------ Given records ------

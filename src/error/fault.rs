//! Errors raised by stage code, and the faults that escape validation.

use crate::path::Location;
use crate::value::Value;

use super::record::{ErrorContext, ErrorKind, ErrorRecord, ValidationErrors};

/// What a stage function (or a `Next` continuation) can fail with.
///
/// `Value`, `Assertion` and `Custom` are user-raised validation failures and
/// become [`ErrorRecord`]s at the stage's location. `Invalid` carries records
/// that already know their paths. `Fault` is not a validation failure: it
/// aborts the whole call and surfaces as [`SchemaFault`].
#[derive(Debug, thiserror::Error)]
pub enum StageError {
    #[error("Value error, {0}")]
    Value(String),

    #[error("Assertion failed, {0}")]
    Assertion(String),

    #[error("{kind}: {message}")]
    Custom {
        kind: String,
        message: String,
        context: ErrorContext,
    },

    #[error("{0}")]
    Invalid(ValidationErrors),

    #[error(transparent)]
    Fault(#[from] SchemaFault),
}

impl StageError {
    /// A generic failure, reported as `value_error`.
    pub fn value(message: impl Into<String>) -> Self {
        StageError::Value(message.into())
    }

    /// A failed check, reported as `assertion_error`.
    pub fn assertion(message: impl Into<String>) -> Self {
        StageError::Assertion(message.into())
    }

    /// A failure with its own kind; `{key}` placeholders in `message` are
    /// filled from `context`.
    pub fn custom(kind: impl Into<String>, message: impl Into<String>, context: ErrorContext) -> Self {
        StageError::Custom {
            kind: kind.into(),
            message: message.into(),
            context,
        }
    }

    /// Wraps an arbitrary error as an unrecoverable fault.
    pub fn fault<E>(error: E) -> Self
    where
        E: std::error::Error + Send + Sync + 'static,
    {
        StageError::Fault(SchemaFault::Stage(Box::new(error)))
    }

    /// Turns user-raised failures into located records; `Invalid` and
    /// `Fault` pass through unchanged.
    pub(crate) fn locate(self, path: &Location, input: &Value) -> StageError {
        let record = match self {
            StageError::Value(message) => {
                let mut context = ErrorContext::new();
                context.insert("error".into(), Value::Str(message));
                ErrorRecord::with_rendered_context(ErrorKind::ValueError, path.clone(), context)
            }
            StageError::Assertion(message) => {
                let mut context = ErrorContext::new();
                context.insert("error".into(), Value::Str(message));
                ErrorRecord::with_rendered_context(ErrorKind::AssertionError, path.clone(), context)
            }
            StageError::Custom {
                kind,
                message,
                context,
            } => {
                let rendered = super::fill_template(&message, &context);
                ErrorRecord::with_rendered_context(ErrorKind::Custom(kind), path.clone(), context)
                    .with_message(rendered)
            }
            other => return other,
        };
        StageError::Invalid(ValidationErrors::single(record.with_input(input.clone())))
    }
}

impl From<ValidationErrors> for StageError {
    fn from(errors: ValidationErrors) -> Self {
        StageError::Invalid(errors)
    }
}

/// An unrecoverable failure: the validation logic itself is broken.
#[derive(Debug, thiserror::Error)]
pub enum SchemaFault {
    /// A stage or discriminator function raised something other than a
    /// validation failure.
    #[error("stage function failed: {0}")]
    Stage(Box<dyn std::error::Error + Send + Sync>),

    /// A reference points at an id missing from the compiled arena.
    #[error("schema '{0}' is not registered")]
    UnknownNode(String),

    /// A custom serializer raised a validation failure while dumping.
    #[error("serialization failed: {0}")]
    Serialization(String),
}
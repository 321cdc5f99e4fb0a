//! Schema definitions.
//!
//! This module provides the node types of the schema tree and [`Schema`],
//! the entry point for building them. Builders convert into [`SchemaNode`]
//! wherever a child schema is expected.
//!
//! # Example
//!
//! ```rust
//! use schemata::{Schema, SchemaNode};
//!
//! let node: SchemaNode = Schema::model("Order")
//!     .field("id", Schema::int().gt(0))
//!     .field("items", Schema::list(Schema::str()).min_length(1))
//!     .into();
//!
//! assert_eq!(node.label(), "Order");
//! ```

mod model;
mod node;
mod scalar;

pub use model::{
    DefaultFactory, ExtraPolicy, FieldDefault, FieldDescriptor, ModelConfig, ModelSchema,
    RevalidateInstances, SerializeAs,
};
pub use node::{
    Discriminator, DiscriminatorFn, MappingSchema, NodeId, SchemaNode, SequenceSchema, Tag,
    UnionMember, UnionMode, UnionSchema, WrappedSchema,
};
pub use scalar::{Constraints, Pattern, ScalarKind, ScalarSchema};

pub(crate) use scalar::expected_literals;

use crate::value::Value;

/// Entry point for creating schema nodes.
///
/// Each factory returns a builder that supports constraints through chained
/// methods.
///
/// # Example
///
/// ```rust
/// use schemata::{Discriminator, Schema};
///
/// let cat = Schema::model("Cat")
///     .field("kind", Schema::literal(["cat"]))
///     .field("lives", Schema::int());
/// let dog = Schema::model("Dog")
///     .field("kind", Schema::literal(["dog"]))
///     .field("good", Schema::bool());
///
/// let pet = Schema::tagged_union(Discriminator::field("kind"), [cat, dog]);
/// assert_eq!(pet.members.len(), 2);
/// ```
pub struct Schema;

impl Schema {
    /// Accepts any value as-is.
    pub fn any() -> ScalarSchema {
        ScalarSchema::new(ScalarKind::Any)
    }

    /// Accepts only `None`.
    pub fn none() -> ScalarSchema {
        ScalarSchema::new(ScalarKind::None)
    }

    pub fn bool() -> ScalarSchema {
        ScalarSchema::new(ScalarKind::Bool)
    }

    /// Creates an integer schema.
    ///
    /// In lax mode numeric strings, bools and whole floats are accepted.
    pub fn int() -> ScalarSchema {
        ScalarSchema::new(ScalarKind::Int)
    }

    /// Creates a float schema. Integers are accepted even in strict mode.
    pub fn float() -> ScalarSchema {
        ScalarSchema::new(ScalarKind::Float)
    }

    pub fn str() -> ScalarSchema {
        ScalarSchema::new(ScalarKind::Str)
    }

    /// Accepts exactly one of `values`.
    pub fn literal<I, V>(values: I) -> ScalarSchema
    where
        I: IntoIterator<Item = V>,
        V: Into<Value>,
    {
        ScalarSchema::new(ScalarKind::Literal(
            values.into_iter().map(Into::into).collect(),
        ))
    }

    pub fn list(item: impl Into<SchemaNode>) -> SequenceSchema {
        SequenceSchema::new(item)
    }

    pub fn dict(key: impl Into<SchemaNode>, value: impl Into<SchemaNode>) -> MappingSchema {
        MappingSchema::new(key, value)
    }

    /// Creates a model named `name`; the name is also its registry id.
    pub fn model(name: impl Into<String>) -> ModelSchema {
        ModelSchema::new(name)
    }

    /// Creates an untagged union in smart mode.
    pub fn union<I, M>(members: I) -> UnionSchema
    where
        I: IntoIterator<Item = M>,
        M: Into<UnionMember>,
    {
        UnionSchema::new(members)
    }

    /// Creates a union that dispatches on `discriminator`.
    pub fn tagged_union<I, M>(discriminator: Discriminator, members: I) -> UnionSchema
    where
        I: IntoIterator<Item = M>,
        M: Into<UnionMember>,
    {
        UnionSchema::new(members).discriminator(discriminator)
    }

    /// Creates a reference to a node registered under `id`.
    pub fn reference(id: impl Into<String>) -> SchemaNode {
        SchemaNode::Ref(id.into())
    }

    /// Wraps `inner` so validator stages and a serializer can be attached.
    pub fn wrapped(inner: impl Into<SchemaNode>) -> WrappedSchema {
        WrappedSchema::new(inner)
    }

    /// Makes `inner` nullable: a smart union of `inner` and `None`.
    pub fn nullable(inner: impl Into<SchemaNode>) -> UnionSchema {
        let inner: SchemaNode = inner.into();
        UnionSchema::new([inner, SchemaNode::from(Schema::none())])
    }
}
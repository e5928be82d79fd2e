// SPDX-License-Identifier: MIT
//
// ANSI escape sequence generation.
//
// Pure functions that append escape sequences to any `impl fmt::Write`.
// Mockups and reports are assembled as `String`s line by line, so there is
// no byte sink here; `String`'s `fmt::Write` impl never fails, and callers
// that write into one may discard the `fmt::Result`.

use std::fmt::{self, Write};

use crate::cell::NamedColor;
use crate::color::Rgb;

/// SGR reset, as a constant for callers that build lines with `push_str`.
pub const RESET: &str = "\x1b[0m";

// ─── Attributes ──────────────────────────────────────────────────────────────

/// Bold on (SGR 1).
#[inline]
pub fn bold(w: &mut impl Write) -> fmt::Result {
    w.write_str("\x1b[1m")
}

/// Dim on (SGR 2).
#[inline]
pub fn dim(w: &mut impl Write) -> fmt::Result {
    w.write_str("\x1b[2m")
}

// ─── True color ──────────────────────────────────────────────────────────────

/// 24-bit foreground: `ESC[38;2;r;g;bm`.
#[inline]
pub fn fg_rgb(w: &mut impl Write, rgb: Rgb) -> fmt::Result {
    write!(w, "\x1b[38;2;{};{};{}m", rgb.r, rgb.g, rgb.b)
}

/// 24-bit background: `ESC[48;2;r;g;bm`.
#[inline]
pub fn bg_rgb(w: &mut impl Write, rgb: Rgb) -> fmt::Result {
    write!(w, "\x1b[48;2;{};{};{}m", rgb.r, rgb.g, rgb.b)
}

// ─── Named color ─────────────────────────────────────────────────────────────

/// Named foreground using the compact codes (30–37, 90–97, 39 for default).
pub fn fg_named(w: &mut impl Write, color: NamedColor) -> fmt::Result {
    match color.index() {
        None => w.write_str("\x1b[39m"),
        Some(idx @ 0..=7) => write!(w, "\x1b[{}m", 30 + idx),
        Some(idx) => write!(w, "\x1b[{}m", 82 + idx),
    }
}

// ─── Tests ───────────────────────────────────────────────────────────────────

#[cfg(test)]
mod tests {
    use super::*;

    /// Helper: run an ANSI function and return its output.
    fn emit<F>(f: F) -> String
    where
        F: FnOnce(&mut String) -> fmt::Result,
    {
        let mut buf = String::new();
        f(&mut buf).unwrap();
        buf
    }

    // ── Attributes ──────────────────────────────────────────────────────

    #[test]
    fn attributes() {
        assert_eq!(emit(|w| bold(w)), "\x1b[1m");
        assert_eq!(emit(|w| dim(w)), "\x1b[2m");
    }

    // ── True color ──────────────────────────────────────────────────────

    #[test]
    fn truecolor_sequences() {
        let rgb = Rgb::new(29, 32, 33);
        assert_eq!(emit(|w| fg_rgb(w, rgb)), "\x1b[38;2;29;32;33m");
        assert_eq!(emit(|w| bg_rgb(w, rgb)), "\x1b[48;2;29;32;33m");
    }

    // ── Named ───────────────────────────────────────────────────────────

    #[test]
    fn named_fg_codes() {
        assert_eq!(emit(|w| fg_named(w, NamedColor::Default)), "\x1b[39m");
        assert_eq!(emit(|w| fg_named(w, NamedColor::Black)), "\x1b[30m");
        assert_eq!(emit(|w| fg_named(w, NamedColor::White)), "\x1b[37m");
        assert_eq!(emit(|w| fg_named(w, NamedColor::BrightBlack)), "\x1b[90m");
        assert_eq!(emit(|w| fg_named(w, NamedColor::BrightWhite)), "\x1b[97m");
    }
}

------
------ Given records ------

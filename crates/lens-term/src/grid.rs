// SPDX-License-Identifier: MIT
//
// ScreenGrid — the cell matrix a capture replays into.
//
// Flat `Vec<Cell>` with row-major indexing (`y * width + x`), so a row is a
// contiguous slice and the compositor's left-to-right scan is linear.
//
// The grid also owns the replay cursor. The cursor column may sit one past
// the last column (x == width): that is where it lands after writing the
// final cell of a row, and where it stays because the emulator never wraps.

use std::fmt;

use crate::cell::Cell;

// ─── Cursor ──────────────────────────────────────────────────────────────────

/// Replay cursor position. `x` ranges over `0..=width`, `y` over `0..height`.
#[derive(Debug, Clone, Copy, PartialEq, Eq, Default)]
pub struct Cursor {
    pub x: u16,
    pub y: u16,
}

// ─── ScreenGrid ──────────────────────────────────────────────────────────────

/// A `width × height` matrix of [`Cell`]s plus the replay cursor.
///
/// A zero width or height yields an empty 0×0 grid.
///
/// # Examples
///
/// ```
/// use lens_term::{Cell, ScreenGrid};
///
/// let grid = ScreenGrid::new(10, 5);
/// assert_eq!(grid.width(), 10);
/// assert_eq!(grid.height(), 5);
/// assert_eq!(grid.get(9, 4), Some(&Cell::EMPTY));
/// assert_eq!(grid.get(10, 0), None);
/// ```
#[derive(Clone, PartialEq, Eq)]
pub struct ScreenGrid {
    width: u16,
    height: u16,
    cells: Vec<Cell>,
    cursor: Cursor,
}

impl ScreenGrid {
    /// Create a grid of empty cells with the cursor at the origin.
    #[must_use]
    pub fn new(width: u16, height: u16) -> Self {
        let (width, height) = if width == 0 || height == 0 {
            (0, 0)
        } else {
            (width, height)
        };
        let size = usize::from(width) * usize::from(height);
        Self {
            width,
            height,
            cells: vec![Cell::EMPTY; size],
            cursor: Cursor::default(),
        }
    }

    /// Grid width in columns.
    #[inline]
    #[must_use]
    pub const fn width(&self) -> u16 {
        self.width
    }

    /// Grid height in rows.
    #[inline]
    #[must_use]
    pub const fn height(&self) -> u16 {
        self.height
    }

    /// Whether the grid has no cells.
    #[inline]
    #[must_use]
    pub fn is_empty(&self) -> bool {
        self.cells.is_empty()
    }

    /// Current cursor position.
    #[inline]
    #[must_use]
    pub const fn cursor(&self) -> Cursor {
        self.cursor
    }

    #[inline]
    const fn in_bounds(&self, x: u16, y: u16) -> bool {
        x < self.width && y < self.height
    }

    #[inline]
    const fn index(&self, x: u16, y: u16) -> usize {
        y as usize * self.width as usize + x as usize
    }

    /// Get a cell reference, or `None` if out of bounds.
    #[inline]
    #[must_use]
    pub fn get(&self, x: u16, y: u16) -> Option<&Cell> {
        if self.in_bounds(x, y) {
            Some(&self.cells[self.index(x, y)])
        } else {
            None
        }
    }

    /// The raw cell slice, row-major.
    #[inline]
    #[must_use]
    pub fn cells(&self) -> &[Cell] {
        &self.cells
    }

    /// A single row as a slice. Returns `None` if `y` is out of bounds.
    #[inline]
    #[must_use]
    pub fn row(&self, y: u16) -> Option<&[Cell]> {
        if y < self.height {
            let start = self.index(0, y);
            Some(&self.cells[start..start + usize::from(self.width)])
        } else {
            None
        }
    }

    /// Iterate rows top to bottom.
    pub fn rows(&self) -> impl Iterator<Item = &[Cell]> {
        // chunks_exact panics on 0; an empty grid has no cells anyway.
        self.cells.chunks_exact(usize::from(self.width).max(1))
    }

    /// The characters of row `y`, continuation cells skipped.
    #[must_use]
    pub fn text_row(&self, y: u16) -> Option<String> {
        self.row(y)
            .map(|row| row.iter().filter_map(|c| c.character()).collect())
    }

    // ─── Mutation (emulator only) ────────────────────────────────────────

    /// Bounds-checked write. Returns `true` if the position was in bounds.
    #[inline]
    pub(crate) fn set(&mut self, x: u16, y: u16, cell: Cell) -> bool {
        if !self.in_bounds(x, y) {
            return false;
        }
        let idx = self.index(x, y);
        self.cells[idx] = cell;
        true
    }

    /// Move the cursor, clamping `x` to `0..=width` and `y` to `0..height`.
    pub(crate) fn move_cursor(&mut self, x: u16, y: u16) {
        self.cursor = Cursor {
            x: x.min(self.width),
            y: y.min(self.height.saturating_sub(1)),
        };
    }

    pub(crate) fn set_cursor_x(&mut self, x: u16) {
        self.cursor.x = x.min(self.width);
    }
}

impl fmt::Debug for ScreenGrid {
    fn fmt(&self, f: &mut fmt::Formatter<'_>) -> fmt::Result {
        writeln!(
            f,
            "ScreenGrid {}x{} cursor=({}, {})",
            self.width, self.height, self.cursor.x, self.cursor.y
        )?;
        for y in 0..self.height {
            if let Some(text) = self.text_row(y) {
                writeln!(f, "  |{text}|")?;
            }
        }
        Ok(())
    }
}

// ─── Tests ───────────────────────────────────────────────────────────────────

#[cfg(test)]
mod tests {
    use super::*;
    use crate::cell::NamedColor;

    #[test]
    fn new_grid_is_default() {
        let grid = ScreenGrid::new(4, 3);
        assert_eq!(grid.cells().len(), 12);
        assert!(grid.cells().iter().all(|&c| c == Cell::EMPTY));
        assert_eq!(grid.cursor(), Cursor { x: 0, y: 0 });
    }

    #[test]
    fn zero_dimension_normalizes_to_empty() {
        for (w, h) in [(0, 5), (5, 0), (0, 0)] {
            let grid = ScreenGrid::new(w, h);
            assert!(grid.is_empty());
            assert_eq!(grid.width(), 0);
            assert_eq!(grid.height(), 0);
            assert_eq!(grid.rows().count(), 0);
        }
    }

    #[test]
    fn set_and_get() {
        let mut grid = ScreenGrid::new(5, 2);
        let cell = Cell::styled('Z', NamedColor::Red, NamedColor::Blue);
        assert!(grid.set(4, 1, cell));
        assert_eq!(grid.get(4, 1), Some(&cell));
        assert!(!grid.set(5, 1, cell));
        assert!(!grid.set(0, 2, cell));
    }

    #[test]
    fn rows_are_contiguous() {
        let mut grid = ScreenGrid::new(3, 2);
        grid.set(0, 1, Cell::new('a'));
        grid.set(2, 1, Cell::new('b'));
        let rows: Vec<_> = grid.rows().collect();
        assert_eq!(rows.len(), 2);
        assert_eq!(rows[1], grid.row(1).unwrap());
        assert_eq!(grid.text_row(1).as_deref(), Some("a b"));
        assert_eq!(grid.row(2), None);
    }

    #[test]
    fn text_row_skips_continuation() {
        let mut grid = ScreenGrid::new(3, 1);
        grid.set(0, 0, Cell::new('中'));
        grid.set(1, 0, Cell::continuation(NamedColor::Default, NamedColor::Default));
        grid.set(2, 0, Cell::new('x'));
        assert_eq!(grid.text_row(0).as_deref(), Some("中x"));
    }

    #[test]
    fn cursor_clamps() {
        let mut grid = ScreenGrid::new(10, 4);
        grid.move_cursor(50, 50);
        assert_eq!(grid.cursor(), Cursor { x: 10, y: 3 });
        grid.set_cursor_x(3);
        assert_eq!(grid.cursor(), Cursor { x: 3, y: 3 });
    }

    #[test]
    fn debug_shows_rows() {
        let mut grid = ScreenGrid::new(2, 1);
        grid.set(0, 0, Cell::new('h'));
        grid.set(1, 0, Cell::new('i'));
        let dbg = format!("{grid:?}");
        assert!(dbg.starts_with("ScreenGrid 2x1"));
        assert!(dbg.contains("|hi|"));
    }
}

------

**Work to be completed**
Write down how many lines of the data above contain the string "nullable", and include nothing besides that number.

**Exercise answer**
2